**Records**
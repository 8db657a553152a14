use axum::Json;
use axum::http::StatusCode;
use axum::response::{IntoResponse, Response};
use serde_json::json;
use thiserror::Error;

use crate::models::rate::ProviderError;
use crate::models::shipment::ShipmentStatus;

#[derive(Debug, Error)]
pub enum AppError {
    #[error("not found: {0}")]
    NotFound(String),

    #[error("bad request: {0}")]
    BadRequest(String),

    #[error("conflict: {0}")]
    Conflict(String),

    #[error("delivery already claimed")]
    AlreadyClaimed,

    #[error("cannot move shipment from {from} to {to}")]
    InvalidTransition {
        from: ShipmentStatus,
        to: ShipmentStatus,
    },

    /// Every attempted provider failed. Distinct from a transport error so
    /// buyers see "unserviceable address" rather than "try again".
    #[error("no delivery options for this address")]
    NoRouteFound(Vec<ProviderError>),

    #[error("internal error: {0}")]
    Internal(String),
}

impl IntoResponse for AppError {
    fn into_response(self) -> Response {
        let (status, message) = match &self {
            AppError::NotFound(msg) => (StatusCode::NOT_FOUND, msg.clone()),
            AppError::BadRequest(msg) => (StatusCode::BAD_REQUEST, msg.clone()),
            AppError::Conflict(msg) => (StatusCode::CONFLICT, msg.clone()),
            AppError::AlreadyClaimed | AppError::InvalidTransition { .. } => {
                (StatusCode::CONFLICT, self.to_string())
            }
            AppError::NoRouteFound(_) => (StatusCode::UNPROCESSABLE_ENTITY, self.to_string()),
            AppError::Internal(msg) => (StatusCode::INTERNAL_SERVER_ERROR, msg.clone()),
        };

        let body = match &self {
            AppError::NoRouteFound(provider_errors) => Json(json!({
                "error": message,
                "provider_errors": provider_errors,
            })),
            _ => Json(json!({
                "error": message
            })),
        };

        (status, body).into_response()
    }
}
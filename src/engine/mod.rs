pub mod dispatch;
pub mod labels;
pub mod lifecycle;
pub mod pricing;
pub mod quotes;
pub mod splitter;
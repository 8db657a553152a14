use async_trait::async_trait;
use uuid::Uuid;

use super::{
    CarrierError, LabelAdapter, LabelReceipt, LabelRequest, RateAdapter, RateRequest,
    tracking_reference,
};
use crate::models::order::Parcel;
use crate::models::rate::{DeliveryService, ProviderFamily, ShippingRate};

const MAX_PARCEL_KG: f64 = 20.0;
const MAX_DIMENSION_CM: f64 = 60.0;
const LOCKER_TO_LOCKER_PRICE: i64 = 4500;
const DOOR_TO_LOCKER_PRICE: i64 = 5500;
const LOCKER_TO_DOOR_PRICE: i64 = 6000;

/// Built-in locker network ("LockerLink") behind all three routing variants.
/// Locker-to-locker is the cheapest because the network never dispatches a
/// door vehicle; door legs add cost on either end.
pub struct LockerNetwork;

impl LockerNetwork {
    pub fn new() -> Self {
        Self
    }
}

#[async_trait]
impl RateAdapter for LockerNetwork {
    async fn quote(&self, request: RateRequest) -> Result<Vec<ShippingRate>, CarrierError> {
        let consignment = Parcel::aggregate(&request.parcels);
        if !fits_locker(&consignment) {
            return Err(CarrierError::Rejected(format!(
                "consignment exceeds locker limits ({MAX_PARCEL_KG} kg / {MAX_DIMENSION_CM} cm)"
            )));
        }

        let price = match request.service {
            DeliveryService::DoorToLocker => DOOR_TO_LOCKER_PRICE,
            DeliveryService::LockerToDoor => LOCKER_TO_DOOR_PRICE,
            DeliveryService::LockerToLocker => LOCKER_TO_LOCKER_PRICE,
            other => {
                return Err(CarrierError::Rejected(format!(
                    "locker network cannot serve {}",
                    other.as_str()
                )));
            }
        };

        if request.service.needs_origin_locker() && request.origin_locker.is_none() {
            return Err(CarrierError::Rejected("origin locker required".to_string()));
        }

        let estimated_transit = match (
            request.service.needs_destination_locker(),
            &request.destination_locker,
        ) {
            (true, Some(locker)) => format!("2-4 business days, collect at {}", locker.name),
            (true, None) => {
                return Err(CarrierError::Rejected(
                    "destination locker required".to_string(),
                ));
            }
            (false, _) => "2-4 business days".to_string(),
        };

        Ok(vec![ShippingRate {
            id: Uuid::new_v4(),
            service: request.service,
            provider_family: ProviderFamily::Locker,
            carrier_label: "LockerLink".to_string(),
            service_level: "standard".to_string(),
            price_minor_units: price,
            currency: request.currency.clone(),
            estimated_transit,
            origin_locker_id: request.origin_locker.as_ref().map(|l| l.id),
            destination_locker_id: request.destination_locker.as_ref().map(|l| l.id),
        }])
    }
}

#[async_trait]
impl LabelAdapter for LockerNetwork {
    async fn create_label(&self, request: LabelRequest) -> Result<LabelReceipt, CarrierError> {
        let consignment = Parcel::aggregate(&request.parcels);
        if !fits_locker(&consignment) {
            return Err(CarrierError::Rejected(format!(
                "consignment exceeds locker limits ({MAX_PARCEL_KG} kg / {MAX_DIMENSION_CM} cm)"
            )));
        }

        let service = request.rate.service;
        if service.needs_origin_locker() && request.origin_locker.is_none() {
            return Err(CarrierError::Rejected("origin locker required".to_string()));
        }
        if service.needs_destination_locker() && request.destination_locker.is_none() {
            return Err(CarrierError::Rejected(
                "destination locker required".to_string(),
            ));
        }

        // The network texts the seller a deposit code for loading the
        // parcel into the origin locker.
        if service.needs_origin_locker() && request.seller.phone.is_none() {
            return Err(CarrierError::Rejected(
                "seller contact phone required for locker deposit".to_string(),
            ));
        }

        let tracking_number = format!("LLK-{}", tracking_reference());
        let tracking_url = format!("https://track.lockerlink.example/{tracking_number}");

        // Buyers need a PIN only when the parcel terminates in a locker.
        let access_code = service.needs_destination_locker().then(locker_pin);

        Ok(LabelReceipt {
            tracking_number,
            tracking_url,
            access_code,
        })
    }
}

fn fits_locker(consignment: &Parcel) -> bool {
    consignment.weight_kg <= MAX_PARCEL_KG
        && consignment.length_cm <= MAX_DIMENSION_CM
        && consignment.width_cm <= MAX_DIMENSION_CM
        && consignment.height_cm <= MAX_DIMENSION_CM
}

fn locker_pin() -> String {
    format!("{:06}", Uuid::new_v4().as_u128() % 1_000_000)
}
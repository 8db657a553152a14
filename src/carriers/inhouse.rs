use async_trait::async_trait;
use uuid::Uuid;

use super::{CarrierError, RateAdapter, RateRequest};
use crate::engine::pricing;
use crate::models::rate::{DeliveryService, ProviderFamily, ShippingRate};

/// The seller's own driver fleet. Pricing is computed locally from the
/// seller's distance-fee configuration; there is no external call and no
/// label, fulfilment runs through the dispatch claim flow.
pub struct InHouseFleet;

#[async_trait]
impl RateAdapter for InHouseFleet {
    async fn quote(&self, request: RateRequest) -> Result<Vec<ShippingRate>, CarrierError> {
        let seller = &request.seller;
        let priced = pricing::price_delivery(
            &seller.pricing,
            seller.address.location,
            request.destination.location,
        );

        let estimated_transit = match (priced.distance_km, priced.estimated_minutes) {
            (Some(km), Some(minutes)) => {
                format!("{km:.1} km away, about {minutes} min once a driver picks up")
            }
            _ => "same-day local delivery".to_string(),
        };

        Ok(vec![ShippingRate {
            id: Uuid::new_v4(),
            service: DeliveryService::InHouse,
            provider_family: ProviderFamily::InHouse,
            carrier_label: seller.name.clone(),
            service_level: "same-day".to_string(),
            price_minor_units: priced.price_minor_units,
            currency: request.currency.clone(),
            estimated_transit,
            origin_locker_id: None,
            destination_locker_id: None,
        }])
    }
}

#[cfg(test)]
mod tests {
    use chrono::Utc;
    use uuid::Uuid;

    use super::InHouseFleet;
    use crate::carriers::{RateAdapter, RateRequest};
    use crate::models::address::{Address, GeoPoint};
    use crate::models::rate::DeliveryService;
    use crate::models::seller::{InHousePricing, SellerProfile};

    fn address(location: Option<GeoPoint>) -> Address {
        Address {
            line1: "8 Main Rd".to_string(),
            suburb: None,
            city: "Johannesburg".to_string(),
            postal_code: "2196".to_string(),
            country: "ZA".to_string(),
            location,
        }
    }

    fn request(seller_loc: Option<GeoPoint>, buyer_loc: Option<GeoPoint>) -> RateRequest {
        RateRequest {
            service: DeliveryService::InHouse,
            seller: SellerProfile {
                id: Uuid::new_v4(),
                name: "Greenfields".to_string(),
                contact_name: None,
                phone: None,
                address: address(seller_loc),
                enabled_services: vec![DeliveryService::InHouse],
                origin_locker_id: None,
                pricing: InHousePricing {
                    flat_fee_minor_units: Some(5000),
                    flat_fee_radius_km: Some(10.0),
                    per_km_minor_units: Some(500),
                    legacy_fee_minor_units: 3500,
                },
                created_at: Utc::now(),
            },
            destination: address(buyer_loc),
            parcels: vec![],
            origin_locker: None,
            destination_locker: None,
            currency: "ZAR".to_string(),
        }
    }

    #[tokio::test]
    async fn quotes_the_flat_fee_for_nearby_buyers() {
        let store = GeoPoint {
            lat: -26.2041,
            lng: 28.0473,
        };
        let buyer = GeoPoint {
            lat: -26.1341,
            lng: 28.0473,
        };

        let rates = InHouseFleet
            .quote(request(Some(store), Some(buyer)))
            .await
            .unwrap();

        assert_eq!(rates.len(), 1);
        assert_eq!(rates[0].price_minor_units, 5000);
        assert_eq!(rates[0].carrier_label, "Greenfields");
        assert!(rates[0].estimated_transit.contains("km away"));
    }

    #[tokio::test]
    async fn falls_back_to_a_generic_estimate_without_coordinates() {
        let rates = InHouseFleet.quote(request(None, None)).await.unwrap();

        assert_eq!(rates[0].price_minor_units, 5000);
        assert_eq!(rates[0].estimated_transit, "same-day local delivery");
    }
}
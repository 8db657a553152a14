pub mod collection;
pub mod courier;
pub mod inhouse;
pub mod locker;

use std::collections::HashMap;
use std::sync::Arc;

use async_trait::async_trait;
use thiserror::Error;
use uuid::Uuid;

use crate::models::address::Address;
use crate::models::locker::Locker;
use crate::models::order::Parcel;
use crate::models::rate::{DeliveryService, ShippingRate};
use crate::models::seller::{SellerContext, SellerProfile};

/// Adapter-level failure taxonomy. Always absorbed at the aggregator or
/// batch boundary into per-provider entries, never propagated fatally.
#[derive(Debug, Error)]
pub enum CarrierError {
    #[error("carrier call timed out")]
    Timeout,

    #[error("no coverage: {0}")]
    NoCoverage(String),

    #[error("request rejected: {0}")]
    Rejected(String),

    #[error("carrier failure: {0}")]
    Upstream(String),
}

/// Normalized quote request. The seller profile travels as an explicit
/// snapshot so adapters never reach for ambient configuration.
#[derive(Debug, Clone)]
pub struct RateRequest {
    pub service: DeliveryService,
    pub seller: SellerProfile,
    pub destination: Address,
    pub parcels: Vec<Parcel>,
    pub origin_locker: Option<Locker>,
    pub destination_locker: Option<Locker>,
    pub currency: String,
}

/// Normalized label request for one shipment, with per-item parcels.
#[derive(Debug, Clone)]
pub struct LabelRequest {
    pub shipment_id: Uuid,
    pub rate: ShippingRate,
    pub seller: SellerContext,
    pub destination: Address,
    pub parcels: Vec<Parcel>,
    pub origin_locker: Option<Locker>,
    pub destination_locker: Option<Locker>,
}

#[derive(Debug, Clone)]
pub struct LabelReceipt {
    pub tracking_number: String,
    pub tracking_url: String,
    pub access_code: Option<String>,
}

#[cfg_attr(test, mockall::automock)]
#[async_trait]
pub trait RateAdapter: Send + Sync {
    async fn quote(&self, request: RateRequest) -> Result<Vec<ShippingRate>, CarrierError>;
}

#[cfg_attr(test, mockall::automock)]
#[async_trait]
pub trait LabelAdapter: Send + Sync {
    async fn create_label(&self, request: LabelRequest) -> Result<LabelReceipt, CarrierError>;
}

/// Adapter lookup keyed by `DeliveryService`. Adding a carrier means
/// registering it under a new key; call sites never branch on provider
/// strings.
#[derive(Default)]
pub struct CarrierRegistry {
    rates: HashMap<DeliveryService, Arc<dyn RateAdapter>>,
    labels: HashMap<DeliveryService, Arc<dyn LabelAdapter>>,
}

impl CarrierRegistry {
    pub fn new() -> Self {
        Self::default()
    }

    /// The built-in adapter set: door-to-door courier, the locker network
    /// under all three routing variants, the in-house fleet and store
    /// collection. In-house and collection quote locally and never carry
    /// labels.
    pub fn standard() -> Self {
        let mut registry = Self::new();

        let courier = Arc::new(courier::DoorToDoorCourier::new());
        registry.register_rates(DeliveryService::Courier, courier.clone());
        registry.register_labels(DeliveryService::Courier, courier);

        let locker_net = Arc::new(locker::LockerNetwork::new());
        for service in [
            DeliveryService::DoorToLocker,
            DeliveryService::LockerToDoor,
            DeliveryService::LockerToLocker,
        ] {
            registry.register_rates(service, locker_net.clone());
            registry.register_labels(service, locker_net.clone());
        }

        registry.register_rates(DeliveryService::InHouse, Arc::new(inhouse::InHouseFleet));
        registry.register_rates(
            DeliveryService::Collection,
            Arc::new(collection::StoreCollection),
        );

        registry
    }

    pub fn register_rates(&mut self, service: DeliveryService, adapter: Arc<dyn RateAdapter>) {
        self.rates.insert(service, adapter);
    }

    pub fn register_labels(&mut self, service: DeliveryService, adapter: Arc<dyn LabelAdapter>) {
        self.labels.insert(service, adapter);
    }

    pub fn rates(&self, service: DeliveryService) -> Option<Arc<dyn RateAdapter>> {
        self.rates.get(&service).cloned()
    }

    pub fn labels(&self, service: DeliveryService) -> Option<Arc<dyn LabelAdapter>> {
        self.labels.get(&service).cloned()
    }
}

/// Short uppercase reference for synthesized tracking numbers.
pub(crate) fn tracking_reference() -> String {
    let hex = Uuid::new_v4().simple().to_string();
    hex[..10].to_uppercase()
}
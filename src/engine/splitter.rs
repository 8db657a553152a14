use crate::models::order::Order;
use crate::models::shipment::Shipment;

/// Partitions an order into one pending shipment per seller, in first-seen
/// seller order. Post-condition: every line item lands in exactly one
/// shipment and no shipment mixes sellers.
pub fn split_order(order: &Order) -> Vec<Shipment> {
    let mut shipments: Vec<Shipment> = Vec::new();

    for item in &order.items {
        match shipments
            .iter_mut()
            .find(|shipment| shipment.seller_id == item.seller_id)
        {
            Some(shipment) => shipment.items.push(item.clone()),
            None => shipments.push(Shipment::new(
                order.id,
                item.seller_id,
                vec![item.clone()],
                order.delivery_address.clone(),
                order.delivery_note.clone(),
            )),
        }
    }

    shipments
}
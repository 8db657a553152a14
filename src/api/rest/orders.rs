use std::sync::Arc;

use axum::Json;
use axum::Router;
use axum::extract::{Path, State};
use axum::routing::{get, post};
use chrono::Utc;
use serde::{Deserialize, Serialize};
use tracing::info;
use uuid::Uuid;

use crate::engine::splitter;
use crate::error::AppError;
use crate::models::address::Address;
use crate::models::order::{Order, OrderItem};
use crate::models::shipment::Shipment;
use crate::state::AppState;

pub fn router() -> Router<Arc<AppState>> {
    Router::new()
        .route("/orders", post(create_order))
        .route("/orders/:id", get(get_order))
        .route("/orders/:id/shipments", get(list_order_shipments))
}

#[derive(Deserialize)]
pub struct OrderItemRequest {
    pub seller_id: Uuid,
    pub name: String,
    pub quantity: u32,
    pub unit_price_minor_units: i64,
    pub unit_weight_kg: f64,
    pub length_cm: f64,
    pub width_cm: f64,
    pub height_cm: f64,
}

#[derive(Deserialize)]
pub struct CreateOrderRequest {
    pub buyer_name: Option<String>,
    pub delivery_address: Address,
    pub delivery_note: Option<String>,
    pub items: Vec<OrderItemRequest>,
}

#[derive(Serialize)]
pub struct CreateOrderResponse {
    pub order: Order,
    pub shipments: Vec<Shipment>,
}

async fn create_order(
    State(state): State<Arc<AppState>>,
    Json(payload): Json<CreateOrderRequest>,
) -> Result<Json<CreateOrderResponse>, AppError> {
    if payload.items.is_empty() {
        return Err(AppError::BadRequest(
            "order must contain at least one item".to_string(),
        ));
    }

    for item in &payload.items {
        if item.name.trim().is_empty() {
            return Err(AppError::BadRequest(
                "item name cannot be empty".to_string(),
            ));
        }
        if item.quantity == 0 {
            return Err(AppError::BadRequest(
                "item quantity must be at least 1".to_string(),
            ));
        }
        if !state.sellers.contains_key(&item.seller_id) {
            return Err(AppError::BadRequest(format!(
                "unknown seller {}",
                item.seller_id
            )));
        }
    }

    let items = payload
        .items
        .into_iter()
        .map(|item| OrderItem {
            id: Uuid::new_v4(),
            seller_id: item.seller_id,
            name: item.name,
            quantity: item.quantity,
            unit_price_minor_units: item.unit_price_minor_units,
            unit_weight_kg: item.unit_weight_kg,
            length_cm: item.length_cm,
            width_cm: item.width_cm,
            height_cm: item.height_cm,
        })
        .collect();

    let order = Order {
        id: Uuid::new_v4(),
        buyer_name: payload.buyer_name,
        delivery_address: payload.delivery_address,
        delivery_note: payload.delivery_note,
        items,
        created_at: Utc::now(),
    };

    let shipments = splitter::split_order(&order);
    state.orders.insert(order.id, order.clone());
    for shipment in &shipments {
        state.shipments.insert(shipment.id, shipment.clone());
    }

    info!(
        order_id = %order.id,
        shipments = shipments.len(),
        "order received and split"
    );

    Ok(Json(CreateOrderResponse { order, shipments }))
}

async fn get_order(
    State(state): State<Arc<AppState>>,
    Path(id): Path<Uuid>,
) -> Result<Json<Order>, AppError> {
    let order = state
        .orders
        .get(&id)
        .map(|entry| entry.value().clone())
        .ok_or_else(|| AppError::NotFound(format!("order {id} not found")))?;
    Ok(Json(order))
}

async fn list_order_shipments(
    State(state): State<Arc<AppState>>,
    Path(id): Path<Uuid>,
) -> Result<Json<Vec<Shipment>>, AppError> {
    if !state.orders.contains_key(&id) {
        return Err(AppError::NotFound(format!("order {id} not found")));
    }

    let shipments = state
        .shipments
        .iter()
        .filter(|entry| entry.value().order_id == id)
        .map(|entry| entry.value().clone())
        .collect();
    Ok(Json(shipments))
}
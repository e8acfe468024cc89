//! Core types and errors shared across the engine

pub mod error;
pub mod types;
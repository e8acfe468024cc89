//! Concrete card selection with commonest-tier fallback

use rand_chacha::ChaCha8Rng;

use crate::core::types::{CardId, CardRef, Rarity};
use crate::store::CardCatalog;

/// Pick a uniformly-random card of the resolved tier.
///
/// An empty tier is a content bug, not a player-facing error: the roll
/// already resolved, so we log and substitute the commonest tier's catalog.
/// A completely empty catalog still yields a placeholder card.
pub fn select_card<C: CardCatalog>(catalog: &C, tier: Rarity, rng: &mut ChaCha8Rng) -> CardRef {
    if let Some(card) = catalog.random_card(tier, rng) {
        return card;
    }

    let commonest = Rarity::commonest();
    tracing::warn!(%tier, "catalog has no cards for tier, substituting {}", commonest);

    if let Some(card) = catalog.random_card(commonest, rng) {
        return card;
    }

    tracing::warn!("catalog empty for {} as well, issuing placeholder card", commonest);
    CardRef {
        id: CardId::new(),
        name: "Unmarked Relic".to_string(),
        tier: commonest,
    }
}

**Exercise instructions**
The line with "transport error so" is the last to include; transcribe exactly every line from the top of the material above down to it.

**Result of this exercise**
repository 8db657a553152a14
use axum::Json;
use axum::http::StatusCode;
use axum::response::{IntoResponse, Response};
use serde_json::json;
use thiserror::Error;

use crate::models::rate::ProviderError;
use crate::models::shipment::ShipmentStatus;

#[derive(Debug, Error)]
pub enum AppError {
    #[error("not found: {0}")]
    NotFound(String),

    #[error("bad request: {0}")]
    BadRequest(String),

    #[error("conflict: {0}")]
    Conflict(String),

    #[error("delivery already claimed")]
    AlreadyClaimed,

    #[error("cannot move shipment from {from} to {to}")]
    InvalidTransition {
        from: ShipmentStatus,
        to: ShipmentStatus,
    },

    /// Every attempted provider failed. Distinct from a transport error so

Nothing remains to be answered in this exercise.